## SubX: a simplistic assembly language
SubX is a minimalist assembly language designed:
* to explore ways to turn arbitrary manual tests into reproducible automated
tests,
* to be easy to implement in itself, and
* to help learn and teach the x86 instruction set.
```
$ git clone https://github.com/akkartik/mu
$ cd mu/subx
$ ./subx # print out a help message
```
[](https://travis-ci.org/akkartik/mu)
Expanding on the first bullet, it hopes to support more comprehensive tests
by:
0. Running generated binaries in _emulated mode_. Emulated mode is slower than
native execution (which will also work), but there's more sanity checking,
and more descriptive error messages for common low-level problems.
```
$ ./subx translate examples/ex1.subx -o examples/ex1
$ ./examples/ex1 # only on Linux
$ echo $?
42
$ ./subx run examples/ex1 # on Linux or BSD or OS X
$ echo $?
42
```
The assembly syntax is designed so the assembler (`subx translate`) has
very little to do, making it feasible to reimplement in itself. Programmers
have to explicitly specify all opcodes and operands.
```
# exit(42)
bb/copy-to-EBX 0x2a/imm32 # 42 in hex
b8/copy-to-EAX 1/imm32/exit
cd/syscall 0x80/imm8
```
To keep code readable you can add _metadata_ to any word after a `/`.
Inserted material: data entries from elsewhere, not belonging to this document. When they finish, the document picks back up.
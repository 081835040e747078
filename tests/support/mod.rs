#![allow(dead_code)]

use std::collections::{HashMap, HashSet};
use std::sync::Mutex;

use async_trait::async_trait;
use chrono::{NaiveDate, TimeZone, Utc};
use ledgerlink::models::{
    Account, AccountDetails, AccountMetadata, AccessScope, Agreement, BalanceSnapshot, Id,
    InstitutionMetadata, LinkStatus, Requisition, Transaction,
};
use ledgerlink::provider::{BankProvider, ProviderError};
use reqwest::StatusCode;
use rust_decimal::Decimal;
use uuid::Uuid;

pub fn institution(id: &str) -> InstitutionMetadata {
    InstitutionMetadata {
        id: Id::from(id),
        name: format!("Bank {id}"),
        bic: None,
        logo_url: None,
        countries: vec!["NL".to_string()],
        transaction_total_days: Some(180),
        max_access_valid_for_days: Some(90),
    }
}

pub fn transaction(account_id: &str, external_id: &str, day: u32, amount: i64) -> Transaction {
    Transaction {
        external_id: external_id.to_string(),
        account_id: Id::from(account_id),
        user_id: Uuid::nil(),
        amount: Decimal::from(amount),
        currency: "EUR".to_string(),
        booking_date: NaiveDate::from_ymd_opt(2026, 5, day),
        value_date: None,
        description: Some(format!("payment {external_id}")),
        counterparty: None,
        imported_at: Utc.with_ymd_and_hms(2026, 5, 28, 12, 0, 0).unwrap(),
        running_balance: None,
    }
}

pub fn snapshot(amount: i64) -> BalanceSnapshot {
    BalanceSnapshot {
        balance_type: "interimAvailable".to_string(),
        amount: Decimal::from(amount),
        currency: "EUR".to_string(),
        reference_date: None,
        retrieved_at: Utc.with_ymd_and_hms(2026, 5, 28, 12, 0, 0).unwrap(),
    }
}

#[derive(Default)]
pub struct StubState {
    pub institutions: Vec<InstitutionMetadata>,
    /// Provider-side view of requisitions, keyed by id.
    pub requisitions: HashMap<Id, Requisition>,
    pub details: HashMap<Id, AccountDetails>,
    pub balances: HashMap<Id, Vec<BalanceSnapshot>>,
    pub transactions: HashMap<Id, Vec<Transaction>>,
    /// Account ids the provider reports as gone (404 on metadata).
    pub missing_accounts: HashSet<Id>,
    /// Account ids whose metadata fetch fails with a 503 every time.
    pub failing_accounts: HashSet<Id>,
    pub agreements_created: u32,
    pub requisitions_created: u32,
}

/// Scriptable in-memory provider for exercising linking and sync without
/// HTTP.
pub struct StubProvider {
    pub state: Mutex<StubState>,
}

impl StubProvider {
    pub fn new(institutions: Vec<InstitutionMetadata>) -> Self {
        Self {
            state: Mutex::new(StubState {
                institutions,
                ..StubState::default()
            }),
        }
    }

    /// Mark a provider-side requisition as linked with the given accounts.
    pub fn set_linked(&self, requisition_id: &Id, accounts: &[&str]) {
        let mut state = self.state.lock().unwrap();
        let requisition = state
            .requisitions
            .get_mut(requisition_id)
            .expect("requisition exists");
        requisition.status = LinkStatus::Linked;
        requisition.accounts = accounts.iter().map(|a| Id::from(*a)).collect();
    }

    pub fn insert_requisition(&self, requisition: Requisition) {
        let mut state = self.state.lock().unwrap();
        state
            .requisitions
            .insert(requisition.id.clone(), requisition);
    }
}

#[async_trait]
impl BankProvider for StubProvider {
    async fn institution(&self, id: &Id) -> Result<InstitutionMetadata, ProviderError> {
        let state = self.state.lock().unwrap();
        state
            .institutions
            .iter()
            .find(|i| &i.id == id)
            .cloned()
            .ok_or(ProviderError::Request {
                status: StatusCode::NOT_FOUND,
                body: "institution not found".to_string(),
            })
    }

    async fn institutions(&self, _country: &str) -> Result<Vec<InstitutionMetadata>, ProviderError> {
        Ok(self.state.lock().unwrap().institutions.clone())
    }

    async fn create_agreement(
        &self,
        user_id: Uuid,
        institution_id: &Id,
        max_historical_days: u32,
        access_valid_for_days: u32,
    ) -> Result<Agreement, ProviderError> {
        let mut state = self.state.lock().unwrap();
        state.agreements_created += 1;
        Ok(Agreement {
            id: Id::from(format!("agr-{}", state.agreements_created)),
            user_id,
            institution_id: institution_id.clone(),
            max_historical_days,
            access_valid_for_days,
            access_scope: vec![
                AccessScope::Balances,
                AccessScope::Details,
                AccessScope::Transactions,
            ],
            created_at: Utc::now(),
            accepted_at: None,
        })
    }

    async fn create_requisition(
        &self,
        user_id: Uuid,
        institution_id: &Id,
        agreement_id: &Id,
        redirect_url: &str,
        reference: &str,
    ) -> Result<Requisition, ProviderError> {
        let mut state = self.state.lock().unwrap();
        state.requisitions_created += 1;
        let requisition = Requisition {
            id: Id::from(format!("req-{}", state.requisitions_created)),
            user_id,
            institution_id: institution_id.clone(),
            agreement_id: agreement_id.clone(),
            redirect: Some(redirect_url.to_string()),
            reference: reference.to_string(),
            authorization_link: Some(format!(
                "https://auth.example/start/req-{}",
                state.requisitions_created
            )),
            status: LinkStatus::Pending,
            accounts: Vec::new(),
            created_at: Utc::now(),
        };
        state
            .requisitions
            .insert(requisition.id.clone(), requisition.clone());
        Ok(requisition)
    }

    async fn requisition(
        &self,
        id: &Id,
        _user_id: Uuid,
    ) -> Result<Option<Requisition>, ProviderError> {
        Ok(self.state.lock().unwrap().requisitions.get(id).cloned())
    }

    async fn account(&self, id: &Id) -> Result<Option<AccountMetadata>, ProviderError> {
        let state = self.state.lock().unwrap();
        if state.failing_accounts.contains(id) {
            return Err(ProviderError::Request {
                status: StatusCode::SERVICE_UNAVAILABLE,
                body: "upstream unavailable".to_string(),
            });
        }
        if state.missing_accounts.contains(id) {
            return Ok(None);
        }
        Ok(Some(AccountMetadata {
            id: id.clone(),
            institution_id: None,
            status: Some("READY".to_string()),
            name: None,
        }))
    }

    async fn account_details(&self, id: &Id) -> Result<Option<AccountDetails>, ProviderError> {
        Ok(self.state.lock().unwrap().details.get(id).cloned())
    }

    async fn account_balances(
        &self,
        id: &Id,
    ) -> Result<Option<Vec<BalanceSnapshot>>, ProviderError> {
        Ok(Some(
            self.state
                .lock()
                .unwrap()
                .balances
                .get(id)
                .cloned()
                .unwrap_or_default(),
        ))
    }

    async fn account_transactions(
        &self,
        account: &Account,
        _date_from: Option<NaiveDate>,
        _date_to: Option<NaiveDate>,
    ) -> Result<Option<Vec<Transaction>>, ProviderError> {
        Ok(Some(
            self.state
                .lock()
                .unwrap()
                .transactions
                .get(&account.id)
                .cloned()
                .unwrap_or_default(),
        ))
    }
}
Metadata can be just comments for readers, and they'll be ignored. They can
also trigger checks. Here, tagging operands with the `imm32` type allows
SubX to check that instructions have precisely the operand types they
should. x86 instructions have 14 types of operands, and missing one causes
all future instructions to go off the rails, interpreting operands as
opcodes and vice versa. So this is a useful check.
1. Designing testable wrappers for operating system interfaces. For example,
it can `read()` from or `write()` to fake in-memory files in tests. More
details [below](#subx-library). We are continuing to port syscalls from
[the old Mu VM in the parent directory](https://github.com/akkartik/mu).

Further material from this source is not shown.